Sunday, August 25, 2013

We're All Moderates Here


A couple of different people I know passed this along on Facebook this weekend. 

I was with Ms. Yasira Jaan until she put "Islamic" in quote marks. (The No True Scotsman move.)  But she's probably right: Most Christians use the Westboro Baptist Church to make themselves look moderate by comparison, and so no doubt do most Muslims about Islamists.  Jerry Falwell called WBC pastor Fred Phelps "a first class nut," and fretted, "I found it almost impossible to believe that human beings could be so brutal and vicious to a hurting family."  (This was the same guy who said to a hurting country a few days after September 11, 2001: "[T]he pagans, and the abortionists, and the feminists, and the gays and the lesbians who are actively trying to make that an alternative lifestyle, the ACLU, People For the American Way--all of them who have tried to secularize America--I point the finger in their face and say 'you helped this happen.'")  Returning Christian love for Christian love, Phelps picketed Falwell's funeral.  Was Falwell a moderate?  Phelps also denounced Pope Benedict XVI for protecting sexually predatory priests; was Pope Rat therefore a moderate?  My Right Wing Acquaintance RWA1 loves to post links to stories detailing the offenses of the man he calls "the demon-possessed preacher."  I certainly am not surprised if Muslim "terrorists" play the same role in the mainstream Muslim imaginary.

In saying this, I don't mean to say that all Muslims are the same, or that Ms. Jaan secretly makes donations to al-Qaeda.  It's just that using Phelps or al-Qaeda as the pole star of extremism leaves self-styled moderates a lot of wiggle room.

My comment to this effect displeased one of the friends who'd posted Ms. Jaan's tweet.  He replied, "Your comment would seem to suggest you consider moderation a meaningless term."  Well, yes, I do, as a matter of fact.  "Moderate" has no content whatever, especially if the self-styled moderate is permitted to set the extremes -- which they usually do.  Many people confuse moderation of tone with moderation of content, but neither one means much.
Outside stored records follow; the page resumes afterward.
use anyhow::{Context, Result};
use dotenvy::dotenv;
use std::env;
use std::net::SocketAddr;
use std::time::Duration;

use crate::provider::{DEFAULT_BASE_URL, DEFAULT_MODEL};

const DEFAULT_BIND_ADDR: &str = "0.0.0.0:3000";
const DEFAULT_TIMEOUT_SECS: u64 = 60;

#[derive(Debug, Clone)]
pub struct Config {
    pub openai_api_key: String,
    pub openai_base_url: String,
    pub openai_model: String,
    pub search_timeout: Duration,
    pub bind_addr: SocketAddr,
}

impl Config {
    /// Reads the process environment, after loading `.env` if present.
    pub fn from_env() -> Result<Config> {
        dotenv().ok();

        let timeout_secs =
            get_env_or_default("SEARCH_TIMEOUT_SECS", &DEFAULT_TIMEOUT_SECS.to_string());
        let timeout_secs: u64 = timeout_secs
            .parse()
            .with_context(|| format!("SEARCH_TIMEOUT_SECS is not a number: {timeout_secs}"))?;

        let bind_addr = get_env_or_default("BIND_ADDR", DEFAULT_BIND_ADDR);
        let bind_addr: SocketAddr = bind_addr
            .parse()
            .with_context(|| format!("BIND_ADDR is not a socket address: {bind_addr}"))?;

        Ok(Config {
            openai_api_key: get_env("OPENAI_API_KEY")?,
            openai_base_url: get_env_or_default("OPENAI_BASE_URL", DEFAULT_BASE_URL),
            openai_model: get_env_or_default("OPENAI_MODEL", DEFAULT_MODEL),
            search_timeout: Duration::from_secs(timeout_secs),
            bind_addr,
        })
    }
}

fn get_env(key: &str) -> Result<String> {
    env::var(key).with_context(|| format!("Missing required environment variable: {key}"))
}

fn get_env_or_default(key: &str, default: &str) -> String {
    env::var(key).unwrap_or_else(|_| default.to_string())
}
People can and do define just about any position as moderate if they're allowed to choose the extremes. Was Jerry Falwell a moderate? Was Pope Benedict a moderate, just because Phelps denounced him?  The classic statement on moderation is in Martin Luther King Jr.'s "Letter from the Birmingham City Jail"; check it out. He didn't have much use for moderates either:
... I must confess that over the past few years I have been gravely disappointed with the white moderate. I have almost reached the regrettable conclusion that the Negro's great stumbling block in his stride toward freedom is not the White Citizen's Counciler or the Ku Klux Klanner, but the white moderate, who is more devoted to "order" than to justice; who prefers a negative peace which is the absence of tension to a positive peace which is the presence of justice; who constantly says: "I agree with you in the goal you seek, but I cannot agree with your methods of direct action"; who paternalistically believes he can set the timetable for another man's freedom; who lives by a mythical concept of time and who constantly advises the Negro to wait for a "more convenient season." Shallow understanding from people of good will is more frustrating than absolute misunderstanding from people of ill will. Lukewarm acceptance is much more bewildering than outright rejection.
I don't know anything about Ms. Jaan's political or other opinions, but I notice she wears a headscarf.  Of course that tells me that she is a moderate.  An extremist at one of the spectrum would wear a chador or burqa; an extremist at the other end would walk around immodestly bare-headed.  Lest anyone accuse me of attacking women who choose to cover their heads of their own free will, let me point out I too am a moderate, because I agree that women should be free to wear the hijab if they freely choose to.  There are extremists who would ban Muslim women from wearing headscarves; at the other extreme there are those who would force them to do so.  The friend who posted this tweet to Facebook, by the way, is also a moderate: he regards Barack Obama's presidential offenses as a "disappointment," between extremists of the Right who cheer on drone strikes, NSA data mining, cutting Social Security, etc.; and extremists of the Left like me, who see them as grounds for impeachment.  Isn't moderation wonderful?